The fact that legislators won’t engage in the substantive arguments leads me to believe that they know marijuana prohibition makes no logical sense. Political power, not logic, is biggest barrier, and public opinion will eventually cause them to reassess the politics of the issue.
I can’t quite generate the juice to grab up pitchfork and torch for retail pot. But I think of it like Sunday liquor. As in: Let’s move on here. Sheriff Stanek I think is an outlier among cops in his passion for pot “enforcement”. How many other cops actually want to bother with it? What are the current numbers in terms of time lost (to paper work if not prosecution) in enforcing current prohibitions? Beyond that of course — and this is always a personal favorite — how many of these timorous law and order types have or are engaging in recreational pot use themselves (or have alcohol problems?) Then … who is it exactly they fear? What is the face and size of the crowd ferociously opposed to pot reform that it is a vote-the-bastards-out issue?
Legalized pot is more than just a nice-to-have amenity, like Sunday liquor sales. Enforcing marijuana laws is crazy expensive and it needlessly fucks up the lives of a lot of young people. It wreaks a lot of societal havoc.
https://www.nytimes.com/2014/07/29/opinion/high-time-the-injustice-of-marijuana-arrests.html?_r=0
Lawmakers are typically politicians first and “statesmen” (or -women) second; their re-election is their main concern. Ninety years of reefer madness have conditioned them to reflexively support every “anti-drug” proposal and to reject pleas for reform.

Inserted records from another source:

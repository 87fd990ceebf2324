//! Discovery engine implementation.
//!
//! One engine instance serves many runs; all per-run state (registry,
//! error trail, counters) lives on the stack of `run` and is discarded
//! when the report is returned.

use std::sync::Arc;
use std::time::{Duration, Instant};

use chrono::{DateTime, Utc};
use futures::stream::{self, StreamExt};
use tracing::{debug, info, warn};
use uuid::Uuid;

use crate::classify::{Category, CategoryClassifier};
use crate::metrics;
use crate::normalize::text::fold;
use crate::normalize::Normalizer;
use crate::ranking::select_cheapest;
use crate::registry::OfferRegistry;
use crate::source::{CandidateBatch, CandidateSource, RawCandidate, SearchTask, SourceError};
use crate::universe::RetailerCatalog;

use super::config::DiscoveryConfig;
use super::types::{
    DiscoveryFailure, DiscoveryPhase, DiscoveryReport, DiscoveryState, SearchRequest,
};

/// Per-task ingestion outcome.
struct IngestStats {
    parse_failures: u32,
}

/// The discovery engine: classifier, universe, normalizer and the state
/// machine that drives them against a candidate source.
pub struct DiscoveryEngine {
    source: Arc<dyn CandidateSource>,
    catalog: RetailerCatalog,
    classifier: CategoryClassifier,
    normalizer: Normalizer,
    config: DiscoveryConfig,
}

impl DiscoveryEngine {
    pub fn new(
        source: Arc<dyn CandidateSource>,
        catalog: RetailerCatalog,
        config: DiscoveryConfig,
    ) -> Self {
        Self {
            source,
            catalog,
            classifier: CategoryClassifier::new(),
            normalizer: Normalizer::new(),
            config,
        }
    }

    /// Execute one discovery run to completion.
    ///
    /// Never fails: every discovery-side error is absorbed into the
    /// report's error trail and the result degrades (possibly to empty).
    pub async fn run(&self, request: &SearchRequest) -> DiscoveryReport {
        let run_id = Uuid::new_v4().to_string();
        let started = Instant::now();
        let deadline = started + Duration::from_secs(self.config.run_deadline_secs);
        let scraped_at = Utc::now();

        let registry = OfferRegistry::new();
        let mut errors: Vec<DiscoveryFailure> = Vec::new();
        let mut parse_failures: u32 = 0;

        info!(
            run_id = %run_id,
            query = %request.query,
            limit = request.limit,
            source = self.source.name(),
            "Starting discovery run"
        );

        // Phase 1: broad discovery against the general search surface.
        let mut snippets: Vec<String> = Vec::new();
        let mut broad_ok = false;
        let broad_task = SearchTask::broad(&request.query);
        match self.fetch_with_deadline(&broad_task, deadline).await {
            Ok(batch) if batch.candidates.is_empty() => {
                warn!(run_id = %run_id, "Broad discovery inconclusive (no candidates)");
                errors.push(DiscoveryFailure::inconclusive(DiscoveryPhase::BroadDiscovery));
            }
            Ok(batch) => {
                broad_ok = true;
                snippets = batch
                    .candidates
                    .iter()
                    .take(self.config.classifier_snippets)
                    .map(|c| c.title.clone())
                    .collect();
                parse_failures += self
                    .ingest(&registry, batch.candidates, None, scraped_at)
                    .parse_failures;
            }
            Err(e) => {
                warn!(run_id = %run_id, error = %e, "Broad discovery failed, moving on");
                errors.push(DiscoveryFailure::from_source_error(
                    DiscoveryPhase::BroadDiscovery,
                    None,
                    &e,
                ));
            }
        }

        // Classification only makes sense with broad evidence; a failed
        // broad phase goes straight to fallback over the full universe.
        let category = if broad_ok {
            self.classifier.classify(&request.query, &snippets)
        } else {
            Category::Ambiguous
        };
        debug!(run_id = %run_id, category = ?category, "Category selected");

        // Phase 2: targeted collection across the selected universe.
        if broad_ok {
            let universe = self.catalog.universe_for(category);
            let participants: Vec<_> = universe
                .into_iter()
                .filter(|e| e.priority_search)
                .collect();
            let pool = participants.len().max(1);

            'variants: for variant in &self.config.query_variants {
                let query_text = variant.replace("{query}", &request.query);
                let tasks: Vec<SearchTask> = participants
                    .iter()
                    .map(|e| SearchTask::targeted(query_text.clone(), e.name.clone()))
                    .collect();

                for (task, result) in self
                    .run_tasks(tasks, pool, &registry, deadline, scraped_at)
                    .await
                {
                    match result {
                        Ok(stats) => parse_failures += stats.parse_failures,
                        Err(e) => errors.push(DiscoveryFailure::from_source_error(
                            DiscoveryPhase::TargetedCollection,
                            task.retailer_scope.clone(),
                            &e,
                        )),
                    }
                }

                if registry.len() >= request.limit {
                    debug!(run_id = %run_id, "Enough candidates collected, stopping variants");
                    break 'variants;
                }
            }
        }

        // Phase 3: direct retailer search over the full combined universe,
        // entered when broad discovery failed or collection came up short.
        if !broad_ok || registry.len() < request.limit {
            let universe = self.catalog.universe_for(Category::Ambiguous);
            let pool = universe.len().max(1);

            let mut tasks = Vec::new();
            for entry in &universe {
                match entry.direct_search_url(&request.query) {
                    Some(locator) => {
                        tasks.push(SearchTask::direct(
                            request.query.clone(),
                            entry.name.clone(),
                            locator,
                        ));
                    }
                    None => {
                        debug!(retailer = %entry.name, "No direct-search locator, skipping");
                        errors.push(DiscoveryFailure::retailer_unsupported(entry.name.clone()));
                    }
                }
            }

            for (task, result) in self
                .run_tasks(tasks, pool, &registry, deadline, scraped_at)
                .await
            {
                match result {
                    Ok(stats) => parse_failures += stats.parse_failures,
                    Err(e) => errors.push(DiscoveryFailure::from_source_error(
                        DiscoveryPhase::FallbackDirectSearch,
                        task.retailer_scope.clone(),
                        &e,
                    )),
                }
            }
        }

        let candidate_count = registry.len();
        let products = select_cheapest(registry.snapshot(), request.limit);
        let duration_ms = started.elapsed().as_millis() as u64;

        let outcome = if products.is_empty() { "empty" } else { "with_offers" };
        metrics::DISCOVERY_RUNS.with_label_values(&[outcome]).inc();
        metrics::RUN_DURATION
            .with_label_values(&[])
            .observe(started.elapsed().as_secs_f64());
        metrics::PARSE_FAILURES.inc_by(u64::from(parse_failures));

        info!(
            run_id = %run_id,
            offers = products.len(),
            candidates = candidate_count,
            errors = errors.len(),
            duration_ms,
            "Discovery run complete"
        );

        DiscoveryReport {
            run_id,
            query: request.query.clone(),
            products,
            parse_failures,
            duration_ms,
            state: DiscoveryState {
                phase: DiscoveryPhase::Done,
                category,
                errors,
                candidate_count,
            },
        }
    }

    /// Run a batch of tasks through the worker pool, ingesting each
    /// result into the registry as it arrives.
    async fn run_tasks(
        &self,
        tasks: Vec<SearchTask>,
        pool: usize,
        registry: &OfferRegistry,
        deadline: Instant,
        scraped_at: DateTime<Utc>,
    ) -> Vec<(SearchTask, Result<IngestStats, SourceError>)> {
        stream::iter(tasks)
            .map(|task| async move {
                let result = match self.fetch_with_deadline(&task, deadline).await {
                    Ok(batch) => Ok(self.ingest(
                        registry,
                        batch.candidates,
                        task.retailer_scope.as_deref(),
                        scraped_at,
                    )),
                    Err(e) => Err(e),
                };
                (task, result)
            })
            .buffer_unordered(pool.max(1))
            .collect()
            .await
    }

    /// Fetch one task, bounded by the per-fetch timeout and whatever is
    /// left of the run deadline.
    async fn fetch_with_deadline(
        &self,
        task: &SearchTask,
        deadline: Instant,
    ) -> Result<CandidateBatch, SourceError> {
        let remaining = deadline.saturating_duration_since(Instant::now());
        if remaining.is_zero() {
            metrics::SOURCE_FETCHES
                .with_label_values(&[task.phase.as_str(), "timeout"])
                .inc();
            return Err(SourceError::Timeout);
        }

        let per_fetch = Duration::from_secs(self.config.fetch_timeout_secs).min(remaining);
        let result = match tokio::time::timeout(per_fetch, self.source.fetch(task)).await {
            Ok(result) => result,
            Err(_) => Err(SourceError::Timeout),
        };

        let label = match &result {
            Ok(_) => "ok",
            Err(SourceError::Blocked(_)) => "blocked",
            Err(SourceError::Timeout) => "timeout",
            Err(_) => "error",
        };
        metrics::SOURCE_FETCHES
            .with_label_values(&[task.phase.as_str(), label])
            .inc();

        result
    }

    /// Normalize candidates and insert them into the registry.
    fn ingest(
        &self,
        registry: &OfferRegistry,
        candidates: Vec<RawCandidate>,
        scope: Option<&str>,
        scraped_at: DateTime<Utc>,
    ) -> IngestStats {
        let mut parse_failures = 0;

        for candidate in candidates {
            let Some(retailer) = self.resolve_retailer(&candidate, scope) else {
                debug!(url = %candidate.url, "Candidate has no retailer attribution, dropped");
                parse_failures += 1;
                continue;
            };

            match self.normalizer.normalize(&candidate, &retailer, scraped_at) {
                Ok(offer) => {
                    registry.insert(offer);
                    metrics::CANDIDATES_INGESTED.inc();
                }
                Err(e) => {
                    debug!(title = %candidate.title, error = %e, "Candidate dropped");
                    parse_failures += 1;
                }
            }
        }

        IngestStats { parse_failures }
    }

    /// Attribute a candidate to a retailer from the closed universe.
    ///
    /// Scoped tasks are authoritative; unscoped candidates resolve through
    /// the retailer hint, then the URL domain.
    fn resolve_retailer(&self, candidate: &RawCandidate, scope: Option<&str>) -> Option<String> {
        if let Some(scope) = scope {
            return Some(scope.to_string());
        }
        if let Some(hint) = &candidate.retailer_hint {
            let folded = fold(hint);
            if let Some(entry) = self.catalog.entries().find(|e| fold(&e.name) == folded) {
                return Some(entry.name.clone());
            }
        }
        self.catalog
            .retailer_for_url(&candidate.url)
            .map(String::from)
    }
}
use serde::{Deserialize, Serialize};
use std::net::IpAddr;
use std::path::PathBuf;

use crate::discovery::DiscoveryConfig;
use crate::universe::RetailerCatalog;

/// Root configuration
#[derive(Debug, Clone, Deserialize, Serialize)]
pub struct Config {
    #[serde(default)]
    pub server: ServerConfig,
    #[serde(default)]
    pub database: DatabaseConfig,
    #[serde(default)]
    pub source: Option<SourceConfig>,
    #[serde(default)]
    pub discovery: DiscoveryConfig,
    /// Retailer universe override; the built-in Vietnamese universe is
    /// used when absent.
    #[serde(default)]
    pub catalog: Option<RetailerCatalog>,
}

impl Default for Config {
    fn default() -> Self {
        Self {
            server: ServerConfig::default(),
            database: DatabaseConfig::default(),
            source: None,
            discovery: DiscoveryConfig::default(),
            catalog: None,
        }
    }
}

/// Server configuration
#[derive(Debug, Clone, Deserialize, Serialize)]
pub struct ServerConfig {
    #[serde(default = "default_host")]
    pub host: IpAddr,
    #[serde(default = "default_port")]
    pub port: u16,
}

impl Default for ServerConfig {
    fn default() -> Self {
        Self {
            host: default_host(),
            port: default_port(),
        }
    }
}

fn default_host() -> IpAddr {
    "0.0.0.0".parse().unwrap()
}

fn default_port() -> u16 {
    8080
}

/// Database configuration
#[derive(Debug, Clone, Deserialize, Serialize)]
pub struct DatabaseConfig {
    #[serde(default = "default_db_path")]
    pub path: PathBuf,
}

impl Default for DatabaseConfig {
    fn default() -> Self {
        Self {
            path: default_db_path(),
        }
    }
}

fn default_db_path() -> PathBuf {
    PathBuf::from("pricescout.db")
}

/// Candidate source configuration
#[derive(Debug, Clone, Deserialize, Serialize)]
pub struct SourceConfig {
    /// Source backend type
    pub backend: SourceBackend,
    /// Extractor-specific configuration (required when backend = "extractor")
    #[serde(default)]
    pub extractor: Option<ExtractorConfig>,
}

/// Available candidate source backends
#[derive(Debug, Clone, Deserialize, Serialize, PartialEq, Eq)]
#[serde(rename_all = "snake_case")]
pub enum SourceBackend {
    Extractor,
}

/// Browser-extraction service configuration
#[derive(Debug, Clone, Deserialize, Serialize)]
pub struct ExtractorConfig {
    /// Extraction service URL (e.g., "http://localhost:7700")
    pub url: String,
    /// Extraction service API key
    pub api_key: String,
    /// Request timeout in seconds (default: 30)
    #[serde(default = "default_timeout")]
    pub timeout_secs: u32,
}

fn default_timeout() -> u32 {
    30
}

/// Sanitized config for API responses (secrets redacted)
#[derive(Debug, Clone, Serialize)]
pub struct SanitizedConfig {
    pub server: ServerConfig,
    pub database: DatabaseConfig,
    #[serde(skip_serializing_if = "Option::is_none")]
    pub source: Option<SanitizedSourceConfig>,
    pub discovery: DiscoveryConfig,
}

/// Sanitized source config (API key redacted)
#[derive(Debug, Clone, Serialize)]
pub struct SanitizedSourceConfig {
    pub backend: String,
    #[serde(skip_serializing_if = "Option::is_none")]
    pub extractor: Option<SanitizedExtractorConfig>,
}

/// Sanitized extractor config (API key hidden)
#[derive(Debug, Clone, Serialize)]
pub struct SanitizedExtractorConfig {
    pub url: String,
    pub api_key_configured: bool,
    pub timeout_secs: u32,
}

impl From<&Config> for SanitizedConfig {
    fn from(config: &Config) -> Self {
        Self {
            server: config.server.clone(),
            database: config.database.clone(),
            source: config.source.as_ref().map(|s| SanitizedSourceConfig {
                backend: match s.backend {
                    SourceBackend::Extractor => "extractor".to_string(),
                },
                extractor: s.extractor.as_ref().map(|e| SanitizedExtractorConfig {
                    url: e.url.clone(),
                    api_key_configured: !e.api_key.is_empty(),
                    timeout_secs: e.timeout_secs,
                }),
            }),
            discovery: config.discovery.clone(),
        }
    }
}

#[cfg(test)]
mod tests {
    use super::*;

    #[test]
    fn test_default_config() {
        let config = Config::default();
        assert_eq!(config.server.port, 8080);
        assert_eq!(config.database.path, PathBuf::from("pricescout.db"));
        assert!(config.catalog.is_none());
    }

    #[test]
    fn test_sanitized_config_redacts_api_key() {
        let config = Config {
            source: Some(SourceConfig {
                backend: SourceBackend::Extractor,
                extractor: Some(ExtractorConfig {
                    url: "http://localhost:7700".to_string(),
                    api_key: "super-secret".to_string(),
                    timeout_secs: 30,
                }),
            }),
            ..Config::default()
        };

        let sanitized = SanitizedConfig::from(&config);
        let json = serde_json::to_string(&sanitized).unwrap();
        assert!(!json.contains("super-secret"));
        assert!(json.contains("\"api_key_configured\":true"));
    }
}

The “drug war” came in handy as a demagogic device for our domestic fascisti after the end of the Cold War. Liberals who could no longer be smeared as “soft on communism” because communism seemed irrelevant could instead be smeared as “soft on crime” or “soft on drugs.” And as was understood by Nixon, Reagan, Bush and by their political strategists, “war on crime/drugs” could very successfully serve as the conduit for the kind of racial antagonisms which they exploited in order to appeal to the George Wallace voters—insecure white working class folks who used to be Democrats. The response of Clinton-style Democrats was to outshout the Republicans and double down on mass incarceration and more police state gimmicks like asset forfeiture and militarized enforcement.
So they have a lot of unlearning to do. The task is made harder because so few citizens are willing to speak openly against prohibition. That almost palpable fear to speak openly is an index of how profoundly the narco-police state has affected our society. The issue is not about “pot” (an obsolete slang word nowadays) but about prohibition.